(Stored data)
------------

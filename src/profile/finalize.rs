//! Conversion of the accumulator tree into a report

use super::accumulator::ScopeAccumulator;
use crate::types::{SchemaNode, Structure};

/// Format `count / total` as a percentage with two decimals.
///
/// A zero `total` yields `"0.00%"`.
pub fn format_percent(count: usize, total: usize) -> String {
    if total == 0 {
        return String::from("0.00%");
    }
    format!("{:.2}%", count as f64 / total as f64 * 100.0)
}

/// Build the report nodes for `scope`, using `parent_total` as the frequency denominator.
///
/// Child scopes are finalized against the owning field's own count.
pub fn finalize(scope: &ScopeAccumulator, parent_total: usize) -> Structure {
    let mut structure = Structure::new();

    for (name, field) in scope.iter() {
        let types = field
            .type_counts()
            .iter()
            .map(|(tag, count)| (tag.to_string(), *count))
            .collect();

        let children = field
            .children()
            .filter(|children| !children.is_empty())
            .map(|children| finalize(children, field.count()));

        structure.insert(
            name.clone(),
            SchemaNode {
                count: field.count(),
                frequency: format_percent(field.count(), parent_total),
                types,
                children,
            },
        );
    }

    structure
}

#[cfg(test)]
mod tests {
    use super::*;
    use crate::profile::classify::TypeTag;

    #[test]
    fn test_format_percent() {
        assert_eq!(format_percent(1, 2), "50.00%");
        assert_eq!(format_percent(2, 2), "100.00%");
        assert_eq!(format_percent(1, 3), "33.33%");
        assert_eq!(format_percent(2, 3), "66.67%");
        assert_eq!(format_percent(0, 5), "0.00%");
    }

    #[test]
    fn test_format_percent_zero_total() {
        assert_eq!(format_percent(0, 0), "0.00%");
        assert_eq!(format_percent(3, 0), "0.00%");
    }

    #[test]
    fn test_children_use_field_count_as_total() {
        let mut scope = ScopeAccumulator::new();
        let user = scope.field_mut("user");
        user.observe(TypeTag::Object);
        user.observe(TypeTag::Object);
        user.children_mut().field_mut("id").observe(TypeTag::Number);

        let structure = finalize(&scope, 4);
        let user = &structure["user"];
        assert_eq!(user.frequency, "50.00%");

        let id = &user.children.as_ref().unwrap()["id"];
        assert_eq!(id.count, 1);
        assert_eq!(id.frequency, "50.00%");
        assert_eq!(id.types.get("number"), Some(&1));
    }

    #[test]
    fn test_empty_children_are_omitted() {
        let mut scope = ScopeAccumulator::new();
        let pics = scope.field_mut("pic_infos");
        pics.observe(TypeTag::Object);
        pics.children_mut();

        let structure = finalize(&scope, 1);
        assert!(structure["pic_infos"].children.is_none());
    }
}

------------

Would you filter the entries above and keep each line that has the word "types"?

use crate::types::{SchemaNode, Structure};
        let types = field
                types,
        assert_eq!(id.types.get("number"), Some(&1));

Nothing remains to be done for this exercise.